If the decision is made to use an engine instead of an electric motor, the engine must be properly matched to the pump. A properly matched engine will provide the necessary horsepower to operate the pump at the desired revolutions per minute (rpm). Proper matching is also necessary to optimize fuel efficiency and engine life, and to keep repair costs low.
Engine manufacturers provide data on hp and fuel consumption based on laboratory tests. Most manufacturers provide both maximum and continuous hp test data. The continuous hp test is run at a level that the engine can sustain on a continuous basis, 24 hours per day, and is usually about 25% less than maximum hp. An engine should be matched to a pump by starting with the manufacturer's continuous hp data and derating (or adjusting) that data to reflect any differences between the manufacturer's test conditions and actual conditions of use.
Factors to be considered in derating are altitude and ambient temperature conditions; engine accessories, such as an alternator or muffler; and auxiliary equipment, such as the gear drive for operating a pump. Some of these factors, such as an alternator and gear drive, consume power and affect both hp and fuel consumption. Other factors, such as a muffler and ambient temperature conditions, are oxygen-limiting and only affect hp consumption. It is a good idea to further derate the continuous hp test data to allow for loss of power due to engine wear over time, and to provide a factor of safety against engine overload.

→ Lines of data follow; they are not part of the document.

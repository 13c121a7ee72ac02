use std::sync::Arc;
use std::sync::atomic::{AtomicU32, Ordering};
use std::time::Duration;

use axum::extract::State;
use axum::http::{HeaderMap, StatusCode};
use axum::routing::get;
use axum::{Json, Router};
use futures::future::join_all;
use serde_json::{Value, json};
use switchyard_client::{
    BearerAuthInterceptor, Client, RefreshError, RequestDescriptor, SharedToken,
    TokenExpiryInterceptor, TokenRefreshCoordinator,
};
use switchyard_examples::{local_registry, spawn_server};

#[derive(Default)]
struct Auth {
    generation: AtomicU32,
}

impl Auth {
    fn current(&self) -> String {
        format!("token-{}", self.generation.load(Ordering::SeqCst))
    }
}

// Only the latest token is accepted
async fn profile(State(auth): State<Arc<Auth>>, headers: HeaderMap) -> (StatusCode, Json<Value>) {
    let expected = format!("Bearer {}", auth.current());
    match headers.get("authorization").and_then(|v| v.to_str().ok()) {
        Some(got) if got == expected => (StatusCode::OK, Json(json!({ "name": "alice" }))),
        _ => (StatusCode::UNAUTHORIZED, Json(json!({ "error": "expired" }))),
    }
}

#[tokio::main]
async fn main() -> anyhow::Result<()> {
    tracing_subscriber::fmt::init();

    let auth = Arc::new(Auth::default());
    let router = Router::new()
        .route("/profile", get(profile))
        .with_state(auth.clone());
    let base = spawn_server(router).await?;
    println!("Auth server listening on {}", base);

    // Rotate server-side so the client's token is stale.
    let token = SharedToken::with_token(auth.current());
    auth.generation.fetch_add(1, Ordering::SeqCst);

    let refreshes = Arc::new(AtomicU32::new(0));
    let coordinator = TokenRefreshCoordinator::new();
    {
        let token = token.clone();
        let auth = auth.clone();
        let refreshes = refreshes.clone();
        coordinator.set_handler(move || {
            let token = token.clone();
            let auth = auth.clone();
            let refreshes = refreshes.clone();
            async move {
                tokio::time::sleep(Duration::from_millis(200)).await;
                refreshes.fetch_add(1, Ordering::SeqCst);
                token.set(auth.current());
                Ok::<(), RefreshError>(())
            }
        });
    }

    let client = Client::builder()
        .registry(local_registry(&base))
        .with_request_interceptor(BearerAuthInterceptor::new(token.clone()))
        .with_response_interceptor(TokenExpiryInterceptor::new(coordinator.clone()))
        .build()?;

    let descriptor = RequestDescriptor::builder("api", "/profile").build()?;
    let calls = (0..5).map(|_| client.execute::<Value>(&descriptor));
    for (i, result) in join_all(calls).await.into_iter().enumerate() {
        match result {
            Ok(response) => println!(
                "call {}: {} (passes: {})",
                i,
                response["name"],
                response.metrics().passes
            ),
            Err(err) => println!("call {}: failed: {}", i, err),
        }
    }

    println!(
        "refreshes: {}, status: {:?}",
        refreshes.load(Ordering::SeqCst),
        coordinator.status()
    );
    Ok(())
}
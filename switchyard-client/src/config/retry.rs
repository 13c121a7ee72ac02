//! Retry decisions and backoff.
//!
//! A [`RetryPolicy`] is a pure decision function over one transport outcome:
//! given the error or response and the number of retries already made, it
//! says whether to resend and how long to wait first.
//!
//! # Overview
//!
//! - [`Backoff`]: Fixed, exponential or custom delay schedules
//! - [`RetryEligibility`]: Which outcomes may be retried at all
//! - [`DefaultEligibility`]: Timeouts, 5xx responses and connectivity failures
//!
//! # Example
//!
//! ```
//! use std::time::Duration;
//! use switchyard_client::RetryPolicy;
//!
//! let policy = RetryPolicy::exponential(2.0, Duration::from_secs(60)).max_attempts(5);
//! assert_eq!(policy.delay(0), Duration::from_secs(1));
//! assert_eq!(policy.delay(5), Duration::from_secs(32));
//! ```
//!
//! # Eligibility
//!
//! The default rules are checked in order; the first match wins:
//! 1. an auth-expired error is never retried
//! 2. a timeout is retried
//! 3. a 5xx response is retried
//! 4. a connectivity failure (refused, DNS, lost connection, no network, TLS) is retried
//! 5. nothing else is retried

use std::sync::Arc;
use std::time::Duration;

use switchyard_core::ErrorKind;

use crate::request::WireRequest;
use crate::response::RawResponse;
use crate::ClientError;

/// Default configuration values.
pub mod defaults {
    use std::time::Duration;

    /// Default maximum number of retries (not counting the first send).
    pub const MAX_ATTEMPTS: u32 = 3;

    /// Default exponential base, in seconds.
    pub const BASE: f64 = 2.0;

    /// Default upper bound for a single delay.
    pub const MAX_DELAY: Duration = Duration::from_secs(60);

    /// Default jitter ratio. Zero keeps delays exact.
    pub const JITTER: f64 = 0.0;
}

/// Decides whether an outcome may be retried at all.
///
/// Any `Fn(Option<&ClientError>, &WireRequest, Option<&RawResponse>) -> bool`
/// implements this trait.
pub trait RetryEligibility: Send + Sync + 'static {
    /// Returns whether the outcome is eligible for a retry.
    fn is_eligible(
        &self,
        error: Option<&ClientError>,
        request: &WireRequest,
        response: Option<&RawResponse>,
    ) -> bool;
}

impl<F> RetryEligibility for F
where
    F: Fn(Option<&ClientError>, &WireRequest, Option<&RawResponse>) -> bool
        + Send
        + Sync
        + 'static,
{
    fn is_eligible(
        &self,
        error: Option<&ClientError>,
        request: &WireRequest,
        response: Option<&RawResponse>,
    ) -> bool {
        self(error, request, response)
    }
}

/// The default eligibility rules.
#[derive(Clone, Copy, Debug, Default)]
pub struct DefaultEligibility;

impl RetryEligibility for DefaultEligibility {
    fn is_eligible(
        &self,
        error: Option<&ClientError>,
        _request: &WireRequest,
        response: Option<&RawResponse>,
    ) -> bool {
        if let Some(err) = error {
            match err.kind() {
                ErrorKind::AuthExpired => return false,
                ErrorKind::Timeout => return true,
                _ => {}
            }
        }
        if let Some(resp) = response {
            if resp.status.is_server_error() {
                return true;
            }
        }
        error.is_some_and(ClientError::is_connectivity)
    }
}

/// Delay schedule between retries.
#[derive(Clone)]
pub enum Backoff {
    /// The same delay before every retry.
    Fixed(Duration),
    /// `min(base^attempt, cap)` seconds.
    Exponential { base: f64, cap: Duration },
    /// A caller-supplied schedule keyed by the zero-based retry count.
    Custom(Arc<dyn Fn(u32) -> Duration + Send + Sync>),
}

impl Backoff {
    fn raw_delay(&self, attempt: u32) -> Duration {
        match self {
            Backoff::Fixed(delay) => *delay,
            Backoff::Exponential { base, cap } => {
                let exponent = i32::try_from(attempt).unwrap_or(i32::MAX);
                let secs = base.powi(exponent);
                if !secs.is_finite() || secs >= cap.as_secs_f64() {
                    *cap
                } else {
                    Duration::from_secs_f64(secs.max(0.0))
                }
            }
            Backoff::Custom(f) => f(attempt),
        }
    }

    fn cap(&self) -> Option<Duration> {
        match self {
            Backoff::Exponential { cap, .. } => Some(*cap),
            _ => None,
        }
    }
}

impl std::fmt::Debug for Backoff {
    fn fmt(&self, f: &mut std::fmt::Formatter<'_>) -> std::fmt::Result {
        match self {
            Backoff::Fixed(delay) => f.debug_tuple("Fixed").field(delay).finish(),
            Backoff::Exponential { base, cap } => f
                .debug_struct("Exponential")
                .field("base", base)
                .field("cap", cap)
                .finish(),
            Backoff::Custom(_) => f.write_str("Custom(..)"),
        }
    }
}

/// Configuration for retry behavior.
///
/// Policies are immutable once built and cheap to clone; one policy is
/// typically shared by every request of a client.
///
/// # Default Values
///
/// - `max_attempts`: 3
/// - `backoff`: exponential, base 2.0, capped at 60 seconds
/// - `jitter`: 0.0
/// - `eligibility`: [`DefaultEligibility`]
#[derive(Clone)]
pub struct RetryPolicy {
    max_attempts: u32,
    backoff: Backoff,
    jitter: f64,
    eligibility: Arc<dyn RetryEligibility>,
}

impl Default for RetryPolicy {
    fn default() -> Self {
        Self {
            max_attempts: defaults::MAX_ATTEMPTS,
            backoff: Backoff::Exponential {
                base: defaults::BASE,
                cap: defaults::MAX_DELAY,
            },
            jitter: defaults::JITTER,
            eligibility: Arc::new(DefaultEligibility),
        }
    }
}

impl RetryPolicy {
    /// Create a new RetryPolicy with default values.
    pub fn new() -> Self {
        Self::default()
    }

    /// Create a retry policy that never retries.
    pub fn no_retry() -> Self {
        Self {
            max_attempts: 0,
            ..Default::default()
        }
    }

    /// Create a policy that waits `delay` before every retry.
    pub fn fixed(delay: Duration) -> Self {
        Self {
            backoff: Backoff::Fixed(delay),
            ..Default::default()
        }
    }

    /// Create a policy whose n-th retry waits `min(base^n, cap)` seconds.
    pub fn exponential(base: f64, cap: Duration) -> Self {
        Self {
            backoff: Backoff::Exponential { base, cap },
            ..Default::default()
        }
    }

    /// Create a policy with a caller-supplied delay schedule.
    pub fn custom<F>(schedule: F) -> Self
    where
        F: Fn(u32) -> Duration + Send + Sync + 'static,
    {
        Self {
            backoff: Backoff::Custom(Arc::new(schedule)),
            ..Default::default()
        }
    }

    /// Set the maximum number of retries.
    pub fn max_attempts(mut self, max_attempts: u32) -> Self {
        self.max_attempts = max_attempts;
        self
    }

    /// Replace the eligibility rules.
    pub fn eligibility(mut self, eligibility: impl RetryEligibility) -> Self {
        self.eligibility = Arc::new(eligibility);
        self
    }

    /// Set the jitter ratio.
    ///
    /// A ratio of 0.2 spreads each delay uniformly within +/- 20%. The
    /// exponential cap still applies after jitter.
    ///
    /// # Panics
    ///
    /// Panics if `jitter` is not between 0.0 and 1.0.
    pub fn jitter(mut self, jitter: f64) -> Self {
        assert!(
            (0.0..=1.0).contains(&jitter),
            "jitter must be between 0.0 and 1.0"
        );
        self.jitter = jitter;
        self
    }

    /// Get the maximum number of retries.
    pub fn get_max_attempts(&self) -> u32 {
        self.max_attempts
    }

    pub fn backoff(&self) -> &Backoff {
        &self.backoff
    }

    /// Validate the policy configuration.
    pub fn validate(&self) -> Result<(), &'static str> {
        if !(0.0..=1.0).contains(&self.jitter) {
            return Err("jitter must be between 0.0 and 1.0");
        }
        if let Backoff::Exponential { base, .. } = self.backoff {
            if !base.is_finite() || base <= 0.0 {
                return Err("exponential base must be a positive number");
            }
        }
        Ok(())
    }

    /// Decide whether to retry after the `attempt`-th retry (zero-based).
    ///
    /// Always false once `attempt` reaches `max_attempts`, whatever the
    /// eligibility rules say.
    pub fn should_retry(
        &self,
        error: Option<&ClientError>,
        request: &WireRequest,
        response: Option<&RawResponse>,
        attempt: u32,
    ) -> bool {
        if attempt >= self.max_attempts {
            return false;
        }
        self.eligibility.is_eligible(error, request, response)
    }

    /// The delay before retry number `attempt` (zero-based).
    pub fn delay(&self, attempt: u32) -> Duration {
        let delay = self.backoff.raw_delay(attempt);
        if self.jitter <= 0.0 {
            return delay;
        }

        // delay * (1 + jitter * random(-1, 1))
        let secs = delay.as_secs_f64();
        let random_factor = rand::random::<f64>() * self.jitter * 2.0 - self.jitter;
        let mut jittered = secs * (1.0 + random_factor);
        if let Some(cap) = self.backoff.cap() {
            jittered = jittered.min(cap.as_secs_f64());
        }
        Duration::from_secs_f64(jittered.max(0.0))
    }
}

impl std::fmt::Debug for RetryPolicy {
    fn fmt(&self, f: &mut std::fmt::Formatter<'_>) -> std::fmt::Result {
        f.debug_struct("RetryPolicy")
            .field("max_attempts", &self.max_attempts)
            .field("backoff", &self.backoff)
            .field("jitter", &self.jitter)
            .finish_non_exhaustive()
    }
}

#[cfg(test)]
mod tests {
    use super::*;
    use crate::request::wire_request;
    use http::{Method, StatusCode};
    use switchyard_core::{TransportError, TransportErrorKind};

    fn request() -> WireRequest {
        wire_request(Method::GET, "https://x.test/")
    }

    #[test]
    fn test_retry_policy_default() {
        let policy = RetryPolicy::default();
        assert_eq!(policy.get_max_attempts(), 3);
        assert!(matches!(
            policy.backoff(),
            Backoff::Exponential { base, cap } if (*base - 2.0).abs() < f64::EPSILON && *cap == Duration::from_secs(60)
        ));
        assert!(policy.validate().is_ok());
    }

    #[test]
    fn test_exponential_delay_values() {
        let policy = RetryPolicy::exponential(2.0, Duration::from_secs(60));
        assert_eq!(policy.delay(0), Duration::from_secs(1));
        assert_eq!(policy.delay(1), Duration::from_secs(2));
        assert_eq!(policy.delay(5), Duration::from_secs(32));

        let capped = RetryPolicy::exponential(2.0, Duration::from_secs(10));
        assert_eq!(capped.delay(5), Duration::from_secs(10));
        assert_eq!(capped.delay(u32::MAX), Duration::from_secs(10));
    }

    #[test]
    fn test_fixed_delay_values() {
        let policy = RetryPolicy::fixed(Duration::from_millis(1500));
        for attempt in [0, 1, 7, 100] {
            assert_eq!(policy.delay(attempt), Duration::from_millis(1500));
        }
    }

    #[test]
    fn test_custom_delay_values() {
        let policy = RetryPolicy::custom(|attempt| Duration::from_millis(100 * (attempt as u64 + 1)));
        assert_eq!(policy.delay(0), Duration::from_millis(100));
        assert_eq!(policy.delay(2), Duration::from_millis(300));
    }

    #[test]
    fn test_jitter_stays_within_range_and_cap() {
        let policy = RetryPolicy::fixed(Duration::from_secs(1)).jitter(0.2);
        for _ in 0..50 {
            let delay = policy.delay(0);
            assert!(delay >= Duration::from_millis(800));
            assert!(delay <= Duration::from_millis(1200));
        }

        let capped = RetryPolicy::exponential(2.0, Duration::from_secs(4)).jitter(0.5);
        for _ in 0..50 {
            assert!(capped.delay(10) <= Duration::from_secs(4));
        }
    }

    #[test]
    #[should_panic(expected = "jitter must be between 0.0 and 1.0")]
    fn test_retry_policy_invalid_jitter() {
        RetryPolicy::new().jitter(1.5);
    }

    #[test]
    fn test_validate_rejects_bad_base() {
        let policy = RetryPolicy::exponential(0.0, Duration::from_secs(1));
        assert!(policy.validate().is_err());
    }

    #[test]
    fn test_should_retry_respects_max_attempts() {
        let policy = RetryPolicy::fixed(Duration::ZERO).max_attempts(2);
        let timeout = ClientError::from(TransportError::timeout("slow"));
        let req = request();

        assert!(policy.should_retry(Some(&timeout), &req, None, 0));
        assert!(policy.should_retry(Some(&timeout), &req, None, 1));
        assert!(!policy.should_retry(Some(&timeout), &req, None, 2));
        assert!(!RetryPolicy::no_retry().should_retry(Some(&timeout), &req, None, 0));
    }

    #[test]
    fn test_default_eligibility() {
        let policy = RetryPolicy::default();
        let req = request();

        assert!(!policy.should_retry(Some(&ClientError::AuthExpired), &req, None, 0));
        assert!(policy.should_retry(
            Some(&ClientError::Timeout(Duration::from_secs(1))),
            &req,
            None,
            0
        ));

        let unavailable = RawResponse::new(StatusCode::SERVICE_UNAVAILABLE, "");
        assert!(policy.should_retry(None, &req, Some(&unavailable), 0));

        let not_found = RawResponse::new(StatusCode::NOT_FOUND, "");
        assert!(!policy.should_retry(None, &req, Some(&not_found), 0));

        for kind in [
            TransportErrorKind::ConnectionRefused,
            TransportErrorKind::Dns,
            TransportErrorKind::ConnectionLost,
            TransportErrorKind::NoNetwork,
            TransportErrorKind::Tls,
        ] {
            let err = ClientError::from(TransportError::new(kind, "down"));
            assert!(policy.should_retry(Some(&err), &req, None, 0), "{kind}");
        }

        let other = ClientError::from(TransportError::other("weird"));
        assert!(!policy.should_retry(Some(&other), &req, None, 0));
        assert!(!policy.should_retry(Some(&ClientError::Decode("x".into())), &req, None, 0));
    }

    #[test]
    fn test_closure_eligibility() {
        let policy = RetryPolicy::fixed(Duration::ZERO).eligibility(
            |_: Option<&ClientError>, req: &WireRequest, resp: Option<&RawResponse>| {
                req.method == Method::GET && resp.is_some_and(|r| r.status == StatusCode::TOO_MANY_REQUESTS)
            },
        );
        let req = request();
        let limited = RawResponse::new(StatusCode::TOO_MANY_REQUESTS, "");
        let unavailable = RawResponse::new(StatusCode::SERVICE_UNAVAILABLE, "");

        assert!(policy.should_retry(None, &req, Some(&limited), 0));
        assert!(!policy.should_retry(None, &req, Some(&unavailable), 0));
    }
}
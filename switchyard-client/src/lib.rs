//! HTTP request orchestration for Rust.
//!
//! This crate sits between application code and an HTTP transport. Requests
//! are described declaratively against logical targets, run through ordered
//! interceptor pipelines, resent under a retry policy, and recover from
//! expired credentials through a single shared token refresh.
//!
//! ## Features
//!
//! - Environment-aware base URLs ([`DomainRegistry`])
//! - Ordered request and response interceptors ([`InterceptorChain`])
//! - Fixed, exponential and custom backoff with pluggable eligibility ([`RetryPolicy`])
//! - Deduplicated token refresh with a circuit breaker ([`TokenRefreshCoordinator`])
//! - Per-call cancellation and in-flight bookkeeping
//! - A hyper + rustls transport ([`HyperTransport`])
//!
//! ## Example
//!
//! ```ignore
//! use http::Method;
//! use serde::Deserialize;
//! use switchyard_client::{Client, DomainRegistry, DomainTarget, Environment, RequestDescriptor};
//!
//! #[derive(Deserialize)]
//! struct Session {
//!     token: String,
//! }
//!
//! let registry = DomainRegistry::with_environment(Environment::develop("d1"));
//! registry.register(
//!     "api",
//!     DomainTarget::new()
//!         .develop("d1", "https://dev.example.com")
//!         .release("https://api.example.com"),
//! );
//!
//! let client = Client::builder().registry(registry).build()?;
//!
//! let login = RequestDescriptor::builder("api", "/login")
//!     .method(Method::POST)
//!     .parameters(serde_json::json!({"username": "u", "password": "p"}))
//!     .build()?;
//!
//! let session = client.execute::<Session>(&login).await?;
//! println!("token: {}", session.token);
//! ```
//!
//! ## Call Lifecycle
//!
//! Each call runs at most two passes. A pass:
//!
//! 1. resolves the target key and builds a [`WireRequest`] from the
//!    descriptor, common headers and merged common parameters
//! 2. runs the request stages in registration order
//! 3. sends the request, resending it while the [`RetryPolicy`] allows
//! 4. runs the response stages until one returns `RetryAfter` or `Fail`
//!
//! A `RetryAfter` on the first pass waits, runs the deciding stage's recovery
//! action (typically a token refresh) and starts the second pass. On the
//! second pass it ends the call with the stage's exhausted error.
//!
//! ## Token Refresh
//!
//! ```ignore
//! use switchyard_client::{
//!     BearerAuthInterceptor, Client, RefreshError, SharedToken, TokenExpiryInterceptor,
//!     TokenRefreshCoordinator,
//! };
//!
//! let token = SharedToken::new();
//! let coordinator = TokenRefreshCoordinator::new();
//! let slot = token.clone();
//! coordinator.set_handler(move || {
//!     let slot = slot.clone();
//!     async move {
//!         let fresh = renew().await.map_err(|e| RefreshError::failed(e.to_string()))?;
//!         slot.set(fresh);
//!         Ok(())
//!     }
//! });
//!
//! let client = Client::builder()
//!     .with_request_interceptor(BearerAuthInterceptor::new(token))
//!     .with_response_interceptor(TokenExpiryInterceptor::new(coordinator))
//!     .build()?;
//! ```
//!
//! Any number of calls that see a `401` at the same time share one refresh.
//!
//! ## Cancellation
//!
//! ```ignore
//! use tokio_util::sync::CancellationToken;
//!
//! let token = CancellationToken::new();
//! let call = client.execute_cancellable::<Profile>(&descriptor, token.clone());
//!
//! // Elsewhere:
//! token.cancel();
//! ```
//!
//! [`Client::cancel_all`] cancels every call in flight, e.g. on logout.
//!
//! ## Error Handling
//!
//! Every call ends with a [`ClientError`]. Its [`kind`](ClientError::kind)
//! is a stable [`ErrorKind`] to branch on:
//!
//! ```ignore
//! match client.execute::<Profile>(&descriptor).await {
//!     Ok(profile) => println!("{}", profile.name),
//!     Err(err) if err.kind() == ErrorKind::AuthExpired => prompt_login(),
//!     Err(err) => eprintln!("request failed: {}", err),
//! }
//! ```

mod builder;
mod client;
pub mod config;
mod error;
pub mod interceptor;
pub mod refresh;
pub mod registry;
pub mod request;
pub mod response;
pub mod transport;

pub use builder::{ClientBuildError, ClientBuilder, defaults};
pub use client::{CallHandle, Client};
pub use error::{ClientError, RefreshError};

// Re-export from config module
pub use config::{Backoff, DefaultEligibility, RetryEligibility, RetryPolicy};

// Re-export from interceptor module
pub use interceptor::{
    BearerAuthInterceptor, BoxFuture, BusinessCodeInterceptor, FnRequestInterceptor,
    FnResponseInterceptor, HeaderInterceptor, InspectContext, InterceptOutcome, InterceptorChain,
    LoggingInterceptor, RequestInterceptor, ResponseInterceptor, SharedToken,
    TokenExpiryInterceptor, request_fn, response_fn,
};

pub use refresh::{RefreshHandler, RefreshStatus, TokenRefreshCoordinator};
pub use registry::{DomainRegistry, DomainTarget, Environment, ParseEnvironmentError};

pub use request::{ParameterEncoding, RequestDescriptor, RequestDescriptorBuilder, RequestId, WireRequest};
pub use response::{DecodedResponse, Metrics, RawResponse};

// Re-export transport types at the top level for convenience
pub use transport::{HyperTransport, HyperTransportBuilder, TlsClientConfig, Transport};

// Re-export core types that users need
pub use switchyard_core::{
    CodecError, Decoder, Encoder, ErrorKind, FormEncoder, JsonDecoder, JsonEncoder,
    TransportError, TransportErrorKind,
};

pub use bytes::Bytes;
pub use tokio_util::sync::CancellationToken;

Fig. 3. Total annual costs to operate a 75- horsepower irrigation power plant 1,500 hours per year using an electric motor or a diesel, natural gas, or propane engine.
Manufacturers' engine data obtained in the cost survey were derated for a typical set of conditions that covered altitude, temperature, and accessories and equipment. They were further derated by 10% to provide a margin of safety against overload.
In general, engines become more cost competitive with the electric motor as size (horsepower) and annual hours of use increase. This is because fuel efficiency increases as engine hp increases, and the labor required to service and attend to an engine in the field is nearly the same for a small engine as for a large engine. Although fixed costs are higher for an engine than for an electric motor, they have less effect on total cost if they are spread over more hours of use.
It should be emphasized that the comparisons shown here are based on generalized cost data and are intended to provide approximate values. Specific costs will vary, depending on the particular situation. Anyone considering a change from an electric motor to an engine should make a careful analysis.
The computer program developed for these comparisons is written so that the user can provide the input data or utilize default data stored in the program. Default data include typical values for fuel or electricity consumption, power unit prices, repairs, maintenance and service, and expected lifespan. The cost comparisons in figure 3 and Table 1, table 2, table 3 and table 4 were made with the computer program using default values for these inputs.
Output from the program shows total costs in dollars per year, plus a breakdown of the costs for energy, repairs, fixed costs, and maintenance and service. It also shows the break-even energy prices for the power units being compared.